Von Moritz Küpper | 15.07.2015
    Bundesinnenminister Dr. Thomas de Maiziere (CDU) am 13. 7. 2015 in Berlin bei der Pressekonferenz zur Vorstellung des Jahresberichts der Bundespolizei.
    Bundesinnenminister Thomas de Maiziere macht sich Sorgen über die Schnittmengen von Rechtsextremismus und Rechtspopulismus. (Imago / Reiner Zensen)
    Der Einblick in die Praxis beginnt mit einem Wunsch: "Wir müssen erst mal gedanklich wegschalten, weil ganz ehrlich: Wir sind ganz unter uns." Doch so ganz richtig ist das, was Johannes Böing, der diesen Workshop im Lernzentrum von Borussia Dortmund leitet, da sagt, nicht. Denn hier, direkt unter der Südtribüne des Dortmunder Stadions, drängen sich die Kameras und Mikrofone. Der Grund: Im Stuhlkreis, in dem eine Gruppe Schüler Platz genommen hat, sitzt auch Thomas de Maiziere. Der Innenminister ist sommerlich gekleidet, trägt einen beigen Anzug und eine grüne Krawatte. Er ist aus Berlin gekommen, um sich die Dortmunder Fan-Arbeit einmal anzuschauen: "Ich möchte Euch mal fragen, habt ihr das Wort Diskriminierung schon einmal gehört?"
    Böing geht mit den Kindern spielerisch verschiedene Begriffe durch. "90 Minuten gegen Rechts", so der Name dieses Leuchtturmprojektes, in dem spielerisch Prävention geleistet wird, so Leiter Johannes Böing: "Wir erreichen hier 4.000 junge Leute im Jahr zu verschiedenen Themen der politischen Jugendbildung und wenn der Minister vorbeikommt, zeigt das natürlich nochmal, dass wir mit der Zielsetzung nicht so ganz falsch liegen können."
    Es war die Initiative des Ministers, der Fanarbeit des BVB, aber auch Dortmund einen Kurz-Besuch abzustatten. "Die Rechtsextremen versuchen, den Fußball sich nutze zu machen und die Anhänger anzusprechen und deswegen geht jetzt der Verein umgekehrt und sagt: Das hat mit Fußball nichts zu tun, Fußball ist Integration und Vielfalt."
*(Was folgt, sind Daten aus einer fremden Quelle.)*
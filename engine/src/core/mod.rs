pub mod camera;
pub mod coordinates;
pub mod entity;
pub mod geometry;
//! Large world coordinate system
//!
//! World positions are stored as f64 meters. Rendering only ever sees values
//! relative to a floating origin that follows the camera, scaled into render
//! units and truncated to f32 at the very end:
//! - f64 world coordinates for high-precision positioning
//! - f32 origin-relative render coordinates for the GPU
//!
//! This keeps every rendered quantity small even when the scene spans
//! astronomical distances.

pub mod converter;
pub mod origin;
pub mod precision;


pub use converter::{meter_to_unit, meter_to_unit_vec, unit_to_meter, unit_to_meter_vec};
pub use origin::FloatingOrigin;
pub use precision::{rotate_precise, PrecisionVector};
    Gerade Dortmund hat Probleme mit Rechtsextremismus
    De Maziere sitzt nun in seinem Dienstwagen, auf dem Weg zur nächsten Station, einem Redaktionsbesuch im WDR-Studio Dortmund. Gerade in Dortmund tritt das Problem aktuell besonders verschärft auf: Im Moment läuft die Diskussion, ob die Partei Die Rechte, die auch im Dortmunder Stadtrat sitzt, verboten werden soll. Das NRW-Innenministerium prüft dies, dazu will sich der Bundesinnenminister nicht äußern, er hat vielmehr die gesamtgesellschaftlichen Strömungen im Blick: "Der organisierte Rechtsextremismus ist für ein großes Land wie Deutschland objektiv eigentlich kein großes Problem. Was mir Sorgen macht, ist die Schnittmenge zum Rechtspopulismus. Das sozusagen teilweise Hineinkriechen in die Mittelschicht."
    Klammheimliche Sympathie, aber auch die innere Zustimmung, so die Beobachtung des Ministers, nehmen zu. Dieses ließe sich zwar nicht zählen oder mit dem Verfassungsschutz ergründen, aber aktuell diskutierte Themen wie Flüchtlinge oder Asyl würden einen Nährboden bieten: "Deswegen ist mal der wichtigste Beginn, dass man das Thema nicht totschweigt, dass man das offen anspricht, wo es ein Problem gibt."
    Doch während die Probleme vielleicht anderswo eher versteckt auftreten, ist das Thema in Dortmund allgegenwärtig: Bis zu 100 aktive Rechtsextreme treten hier auf, bis zu 30 von ihnen sind gewaltbereit. Von kritischen Journalisten erschienen fiktive Todesanzeigen, vor Flüchtlingsheimen gibt es nationale Mahnwachen. Wie die Medien mit dem Problem umgehen sollen, wird der Minister gefragt: Thematisieren oder eher keine Bühne bieten? Für de Maiziere gibt es nur einen Umgang: "Wir müssen zunächst mal versuchen, dass der Rechtsextremismus nicht sozusagen von rechts in die Gesellschaft kriecht, dafür braucht man eine klare Kante und eine klare Absage."
    Das sei bisweilen mühsam und schmerzhaft. Er wünsche sich allerdings auch eine offenere Diskussion: "Was ich jedenfalls wichtig finde im Bereich Rechtspopulismus, nicht Rechtsextremismus, dass wir wieder streiten und argumentieren. Und das ist etwas, an dem, glaube ich, müssen wir jetzt arbeiten."